Reputation: 35
I am trying to get a custom bit field I tried this method:
struct foo
{
unsigned z : 10;
unsigned y : 16;
unsigned x : 1;
unsigned w : 16;
};
int main()
{
foo test({0x345, 0x1234, 0x1 ,0x1234});
char bytes[8] = {0};
std::cout << sizeof(test) << std::endl;
memcpy(bytes, &test, 8);
std::cout << sizeof(bool) << std::endl;
for (int i = 0; i < sizeof(bytes) / sizeof(char); i++)
{
std::cout << std::bitset<8>(bytes[sizeof(bytes) / sizeof(char) - i - 1]);
}
std::cout << "" << std::endl;
return 0;
}
With the test I am trying it returns me:
0000000000000000000100100011010000000100010010001101001101000101
(00000000000000000 | 0010 010 0011 0100 | 000001 | 0001 0010 0011 0100 |11 0100 0101
should correspond to: 0x1234 |0x1 | 0x1234 | 0x345
)
I am reading it from right to left, in the right side I have the 10
first bits (
11 0100 0101
), then I have next 16
bits (0001 0010 0011 0100
).

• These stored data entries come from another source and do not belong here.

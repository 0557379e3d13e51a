//! Interference graph construction from liveness results.

use std::collections::HashSet;

use crate::cfg::Cfg;
use crate::registers::{Reg, CALLER_SAVE_REGISTERS, REAL_REGISTERS};
use crate::utils::Graph;

#[derive(Debug)]
pub struct InterferenceGraph {
  graph: Graph<Reg>,
}

impl InterferenceGraph {
  /// Seed all pairs of machine registers (they can never share a color),
  /// then connect every pair of registers simultaneously live at some
  /// vertex. A call clobbers the caller-save set, so those registers join
  /// the live set at call vertices. Registers referenced but never live
  /// (dead defs) still enter as isolated nodes so coloring covers them.
  pub fn from_cfg(cfg: &Cfg) -> Self {
    let mut graph = Graph::new();

    for (i, &a) in REAL_REGISTERS.iter().enumerate() {
      for &b in &REAL_REGISTERS[i + 1..] {
        graph.add_edge(a, b);
      }
    }

    for &id in &cfg.order {
      let vertex = cfg.vertex(id);

      let mut live: HashSet<Reg> = vertex.live_in.iter().copied().collect();
      if vertex.rtl.kind.is_call() {
        live.extend(CALLER_SAVE_REGISTERS.iter().copied());
      }

      let live: Vec<Reg> = live.into_iter().collect();
      for (i, &a) in live.iter().enumerate() {
        graph.add_node(a);
        for &b in &live[i + 1..] {
          graph.add_edge(a, b);
        }
      }

      for reg in vertex.rtl.defs().into_iter().chain(vertex.rtl.uses()) {
        graph.add_node(reg);
      }
    }

    InterferenceGraph { graph }
  }

  pub fn graph(&self) -> &Graph<Reg> {
    &self.graph
  }

  pub fn neighbors(&self, reg: &Reg) -> Option<&HashSet<Reg>> {
    self.graph.neighbors(reg)
  }
}

#[cfg(test)]
mod tests {
  use super::*;
  use crate::regalloc::liveness::compute_liveness;
  use crate::testutil::*;

  #[test]
  fn machine_registers_pairwise_interfere() {
    let cfg = Cfg::from_rtls(vec![set_const(1, 1, 134, 5)]).unwrap();
    let igraph = InterferenceGraph::from_cfg(&cfg);

    for (i, a) in REAL_REGISTERS.iter().enumerate() {
      for b in &REAL_REGISTERS[i + 1..] {
        assert!(igraph.neighbors(a).unwrap().contains(b));
      }
    }
  }

  #[test]
  fn simultaneously_live_registers_interfere() {
    let mut cfg = Cfg::from_rtls(vec![
      set_const(1, 1, 134, 5),
      set_const(2, 1, 135, 6),
      set_add(3, 1, 136, 134, 135),
    ])
    .unwrap();
    compute_liveness(&mut cfg);
    let igraph = InterferenceGraph::from_cfg(&cfg);

    // both live into insn 3
    assert!(igraph.neighbors(&vreg(134)).unwrap().contains(&vreg(135)));
  }

  #[test]
  fn call_clobbers_caller_save_set() {
    // v134 live across the call picks up edges to every caller-save register
    let mut cfg = Cfg::from_rtls(vec![
      set_const(1, 1, 134, 5),
      call(2, 1, "printf"),
      set_reg(3, 1, 135, 134),
    ])
    .unwrap();
    compute_liveness(&mut cfg);
    let igraph = InterferenceGraph::from_cfg(&cfg);

    let neighbors = igraph.neighbors(&vreg(134)).unwrap();
    for reg in CALLER_SAVE_REGISTERS.iter() {
      assert!(neighbors.contains(reg), "missing clobber edge to {}", reg);
    }
  }

  #[test]
  fn exit_call_still_sees_clobber_set() {
    // caller-save r0 is set up for the call and live into it; the clobber
    // extension applies at the exit call's vertex even though nothing
    // follows it
    let mut cfg = Cfg::from_rtls(vec![
      set_const(1, 1, 134, 5),
      use_marker(2, 1, 0),
      call(3, 1, "exit"),
    ])
    .unwrap();
    compute_liveness(&mut cfg);

    assert!(cfg.succs(2).is_empty());
    assert!(cfg.vertex(1).live_in.contains(&caller_save(0)));

    let igraph = InterferenceGraph::from_cfg(&cfg);
    // v134 is dead but referenced, so it is present for coloring
    assert!(igraph.graph().contains(&vreg(134)));
  }

  #[test]
  fn dead_defs_become_isolated_nodes() {
    let cfg = Cfg::from_rtls(vec![set_const(1, 1, 134, 5)]).unwrap();
    let igraph = InterferenceGraph::from_cfg(&cfg);
    assert!(igraph.graph().contains(&vreg(134)));
    assert_eq!(igraph.graph().degree(&vreg(134)), 0);
  }
}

After that field I am expecting just one
bit for the next data, but I have 6
bits (000001
) instead of (1
) before the last 16
bits (0001 0010 0011 0100
).
Do you have any insight for this please ?
Upvotes: 1
Views: 1145
Reputation: 3678
You have 5 spare bits, because the next bitfield occupies too much space to fit inside the remaining space (unsigned
is 8 bits)
#include <cstdint> // types with fixed bit sizes
// force to remove padding
#pragma pack(push, 1)
struct foo
{
// make bitsets occupy one address space
uint32_t z : 10;
uint32_t y : 16;
uint32_t x : 1;
// until now you have 27 bits, another 16 will not fit,
// thus adding another 5 bits for padding. Nothing you can do.
uint32_t w : 16; // or you can have uint16_t
//
};
#pragma pack(pop)
Also, bitsets can't share address space of different types of neighboring members.